//! Route registry and matcher.
//!
//! Routes are kept in registration order and that order is the only priority
//! signal: every route that matches a request contributes its handlers to one
//! combined chain, earliest registration first. Nothing is re-sorted by
//! specificity.

use std::fmt;
use std::sync::Arc;

use protocol::Protocol;

use super::handler::{Handler, SharedHandler};
use super::pattern::{PathPattern, PatternError};
use super::request::Request;

/// Which protocols a route serves.
#[derive(Debug, Clone, Copy, PartialEq, Eq)]
pub enum Affinity {
    Gemini,
    Titan,
    Both,
}

impl Affinity {
    pub fn accepts(self, protocol: Protocol) -> bool {
        match (self, protocol) {
            (Affinity::Both, _) => true,
            (Affinity::Gemini, Protocol::Gemini) => true,
            (Affinity::Titan, Protocol::Titan) => true,
            _ => false,
        }
    }
}

/// One registered definition: pattern, affinity and handlers.
#[derive(Clone)]
pub struct Route {
    pattern: PathPattern,
    affinity: Affinity,
    handlers: Vec<SharedHandler>,
}

impl Route {
    pub fn pattern(&self) -> &PathPattern {
        &self.pattern
    }

    pub fn affinity(&self) -> Affinity {
        self.affinity
    }

    pub fn handler_count(&self) -> usize {
        self.handlers.len()
    }
}

impl fmt::Debug for Route {
    fn fmt(&self, f: &mut fmt::Formatter<'_>) -> fmt::Result {
        f.debug_struct("Route")
            .field("pattern", &self.pattern.as_str())
            .field("affinity", &self.affinity)
            .field("handlers", &self.handlers.len())
            .finish()
    }
}

/// Ordered route table.
///
/// Built during setup, then shared read-only (behind an `Arc`) by every
/// connection.
#[derive(Clone, Debug, Default)]
pub struct Router {
    routes: Vec<Route>,
}

impl Router {
    pub fn new() -> Self {
        Self::default()
    }

    /// Append a definition with several handlers, run in the given order.
    ///
    /// # Errors
    ///
    /// Returns a [`PatternError`] if `path` is not a valid pattern.
    pub fn route(
        &mut self,
        path: &str,
        affinity: Affinity,
        handlers: impl IntoIterator<Item = SharedHandler>,
    ) -> Result<&mut Self, PatternError> {
        let pattern = PathPattern::parse(path)?;
        self.routes.push(Route {
            pattern,
            affinity,
            handlers: handlers.into_iter().collect(),
        });
        Ok(self)
    }

    /// Register `handler` for every request on both protocols.
    pub fn use_all<H: Handler>(&mut self, handler: H) -> &mut Self {
        self.use_all_many([Arc::new(handler) as SharedHandler])
    }

    /// Register several handlers, in order, for every request on both protocols.
    pub fn use_all_many(
        &mut self,
        handlers: impl IntoIterator<Item = SharedHandler>,
    ) -> &mut Self {
        self.routes.push(Route {
            pattern: PathPattern::wildcard(),
            affinity: Affinity::Both,
            handlers: handlers.into_iter().collect(),
        });
        self
    }

    /// Register `handler` at `path` for both protocols.
    pub fn use_at<H: Handler>(&mut self, path: &str, handler: H) -> Result<&mut Self, PatternError> {
        self.route(path, Affinity::Both, [Arc::new(handler) as SharedHandler])
    }

    /// Register a Gemini-only `handler` at `path`.
    pub fn get<H: Handler>(&mut self, path: &str, handler: H) -> Result<&mut Self, PatternError> {
        self.route(path, Affinity::Gemini, [Arc::new(handler) as SharedHandler])
    }

    /// Register a Titan-only `handler` at `path`.
    pub fn put<H: Handler>(&mut self, path: &str, handler: H) -> Result<&mut Self, PatternError> {
        self.route(path, Affinity::Titan, [Arc::new(handler) as SharedHandler])
    }

    /// [`Router::use_at`] with several handlers.
    pub fn use_at_many(
        &mut self,
        path: &str,
        handlers: impl IntoIterator<Item = SharedHandler>,
    ) -> Result<&mut Self, PatternError> {
        self.route(path, Affinity::Both, handlers)
    }

    /// [`Router::get`] with several handlers.
    pub fn get_many(
        &mut self,
        path: &str,
        handlers: impl IntoIterator<Item = SharedHandler>,
    ) -> Result<&mut Self, PatternError> {
        self.route(path, Affinity::Gemini, handlers)
    }

    /// [`Router::put`] with several handlers.
    pub fn put_many(
        &mut self,
        path: &str,
        handlers: impl IntoIterator<Item = SharedHandler>,
    ) -> Result<&mut Self, PatternError> {
        self.route(path, Affinity::Titan, handlers)
    }

    pub fn routes(&self) -> &[Route] {
        &self.routes
    }

    pub fn len(&self) -> usize {
        self.routes.len()
    }

    pub fn is_empty(&self) -> bool {
        self.routes.is_empty()
    }

    /// Collect the handler chain for `req`.
    ///
    /// Parameters captured by each matching route are merged into the
    /// request; routes that do not match leave it untouched.
    pub fn matching(&self, req: &mut Request) -> Vec<SharedHandler> {
        let protocol = req.protocol();
        let mut chain = Vec::new();
        for route in &self.routes {
            if !route.affinity.accepts(protocol) {
                continue;
            }
            if let Some(captured) = route.pattern.matches(req.path()) {
                req.merge_params(captured);
                chain.extend(route.handlers.iter().cloned());
            }
        }
        chain
    }
}

#[cfg(test)]
mod tests {
    use super::*;
    use crate::server::body::TitanBody;
    use crate::server::handler::{handler, run_chain};
    use crate::server::response::Response;
    use bytes::Bytes;
    use protocol::TitanTarget;
    use url::Url;

    fn gemini(url: &str) -> Request {
        Request::gemini(Url::parse(url).unwrap(), None)
    }

    fn titan(url: &str) -> Request {
        let target = TitanTarget::parse(url).unwrap();
        let body = TitanBody::new(Bytes::new(), tokio::io::empty(), target.params.size);
        Request::new_titan(target, None, body)
    }

    fn reply(text: &'static str) -> impl Handler {
        handler(move |_req| Box::pin(async move { Ok(Some(Response::send(text))) }))
    }

    async fn body_of(router: &Router, mut req: Request) -> Option<String> {
        let chain = router.matching(&mut req);
        let res = run_chain(&chain, &mut req).await?;
        let mut out = Vec::new();
        res.write_to(&mut out).await.unwrap();
        Some(String::from_utf8(out).unwrap())
    }

    #[test]
    fn affinity_filter() {
        assert!(Affinity::Both.accepts(Protocol::Gemini));
        assert!(Affinity::Both.accepts(Protocol::Titan));
        assert!(Affinity::Gemini.accepts(Protocol::Gemini));
        assert!(!Affinity::Gemini.accepts(Protocol::Titan));
        assert!(!Affinity::Titan.accepts(Protocol::Gemini));
    }

    #[test]
    fn params_only_from_matching_routes() {
        let mut router = Router::new();
        router.get("/posts/:id", reply("post")).unwrap();
        router.get("/users/:user", reply("user")).unwrap();

        let mut req = gemini("gemini://host/posts/42");
        let chain = router.matching(&mut req);
        assert_eq!(chain.len(), 1);
        assert_eq!(req.param("id"), Some("42"));
        assert_eq!(req.param("user"), None);

        let mut req = gemini("gemini://host/other");
        assert!(router.matching(&mut req).is_empty());
        assert_eq!(req.param("id"), None);
    }

    #[test]
    fn protocol_specific_routes() {
        let mut router = Router::new();
        router.get("/doc", reply("get")).unwrap();
        router.put("/doc", reply("put")).unwrap();
        router.use_at("/doc", reply("both")).unwrap();

        assert_eq!(router.matching(&mut gemini("gemini://host/doc")).len(), 2);
        assert_eq!(router.matching(&mut titan("titan://host/doc;size=1")).len(), 2);
    }

    #[tokio::test]
    async fn registration_order_wins_over_specificity() {
        let mut router = Router::new();
        router.use_all(reply("catch-all"));
        router.get("/exact", reply("exact")).unwrap();

        let body = body_of(&router, gemini("gemini://host/exact")).await.unwrap();
        assert!(body.ends_with("catch-all"));
    }

    #[tokio::test]
    async fn unmatched_request_yields_no_response() {
        let mut router = Router::new();
        router.get("/only", reply("x")).unwrap();
        assert!(body_of(&router, gemini("gemini://host/else")).await.is_none());
    }

    #[test]
    fn multi_handler_route() {
        let mut router = Router::new();
        let a: SharedHandler = Arc::new(reply("a"));
        let b: SharedHandler = Arc::new(reply("b"));
        router.route("/multi", Affinity::Both, vec![a, b]).unwrap();
        assert_eq!(router.routes()[0].handler_count(), 2);
        assert_eq!(router.matching(&mut gemini("gemini://host/multi")).len(), 2);
    }

    #[tokio::test]
    async fn shorthands_take_several_handlers() {
        let pass: SharedHandler = Arc::new(handler(|_req| Box::pin(async { Ok(None) })));
        let mut router = Router::new();
        router.use_all_many([Arc::clone(&pass)]);
        router
            .get_many("/doc", [Arc::clone(&pass), Arc::new(reply("get")) as SharedHandler])
            .unwrap();
        router
            .put_many("/doc", vec![Arc::clone(&pass), Arc::new(reply("put")) as SharedHandler])
            .unwrap();
        router.use_at_many("/doc", [pass]).unwrap();

        let counts: Vec<usize> = router.routes().iter().map(Route::handler_count).collect();
        assert_eq!(counts, [1, 2, 2, 1]);

        let body = body_of(&router, gemini("gemini://host/doc")).await.unwrap();
        assert!(body.ends_with("get"));
        let body = body_of(&router, titan("titan://host/doc;size=1")).await.unwrap();
        assert!(body.ends_with("put"));
    }

    #[test]
    fn invalid_pattern_is_rejected() {
        let mut router = Router::new();
        assert!(router.get("no-slash", reply("x")).is_err());
        assert!(router.is_empty());
    }
}
//! Response status codes and the single-line response header.

use std::fmt;

const LINE_BREAKS: &[char] = &['\r', '\n'];

/// MIME type assumed for bodies sent without an explicit type.
pub const DEFAULT_MIME: &str = "text/gemini";

/// Status codes this server emits.
///
/// The numeric value is the two-digit code written on the wire.
#[derive(Debug, Clone, Copy, PartialEq, Eq, Hash)]
pub enum Status {
    /// `10`: the client should prompt for input; meta is the prompt.
    Input,
    /// `20`: success; meta is the MIME type of the body.
    Success,
    /// `30`: redirect; meta is the target URL.
    Redirect,
    /// `50`: generic permanent failure.
    PermanentFailure,
    /// `51`: nothing is registered for the requested resource.
    NotFound,
    /// `59`: malformed request or unsupported protocol.
    BadRequest,
    /// `60`: a client certificate is required.
    CertificateRequired,
    /// `61`: the presented client certificate is not authorized.
    CertificateNotAuthorized,
}

impl Status {
    /// Returns the two-digit wire code.
    pub fn code(self) -> u8 {
        match self {
            Status::Input => 10,
            Status::Success => 20,
            Status::Redirect => 30,
            Status::PermanentFailure => 50,
            Status::NotFound => 51,
            Status::BadRequest => 59,
            Status::CertificateRequired => 60,
            Status::CertificateNotAuthorized => 61,
        }
    }

    /// Looks up a status by its wire code.
    pub fn from_code(code: u8) -> Option<Self> {
        let status = match code {
            10 => Status::Input,
            20 => Status::Success,
            30 => Status::Redirect,
            50 => Status::PermanentFailure,
            51 => Status::NotFound,
            59 => Status::BadRequest,
            60 => Status::CertificateRequired,
            61 => Status::CertificateNotAuthorized,
            _ => return None,
        };
        Some(status)
    }

    /// Returns `true` for `2x` codes, the only ones followed by a body.
    pub fn is_success(self) -> bool {
        self == Status::Success
    }
}

impl fmt::Display for Status {
    fn fmt(&self, f: &mut fmt::Formatter<'_>) -> fmt::Result {
        write!(f, "{}", self.code())
    }
}

/// The `<status> <meta>\r\n` line that precedes any response body.
#[derive(Debug, Clone, PartialEq, Eq)]
pub struct Header {
    status: Status,
    meta: String,
}

impl Header {
    /// Build a header. Line breaks in `meta` are replaced with spaces so the
    /// header always occupies exactly one line.
    pub fn new(status: Status, meta: impl Into<String>) -> Self {
        let mut meta = meta.into();
        if meta.contains(LINE_BREAKS) {
            meta = meta.replace(LINE_BREAKS, " ");
        }
        Self { status, meta }
    }

    pub fn status(&self) -> Status {
        self.status
    }

    pub fn meta(&self) -> &str {
        &self.meta
    }
}

impl fmt::Display for Header {
    fn fmt(&self, f: &mut fmt::Formatter<'_>) -> fmt::Result {
        write!(f, "{} {}\r\n", self.status.code(), self.meta)
    }
}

*TASK PROMPT*.
For the word "captured", tally the lines of the listing that include it and give the number alone.

*SOLUTION TO THIS PROBLEM*.
3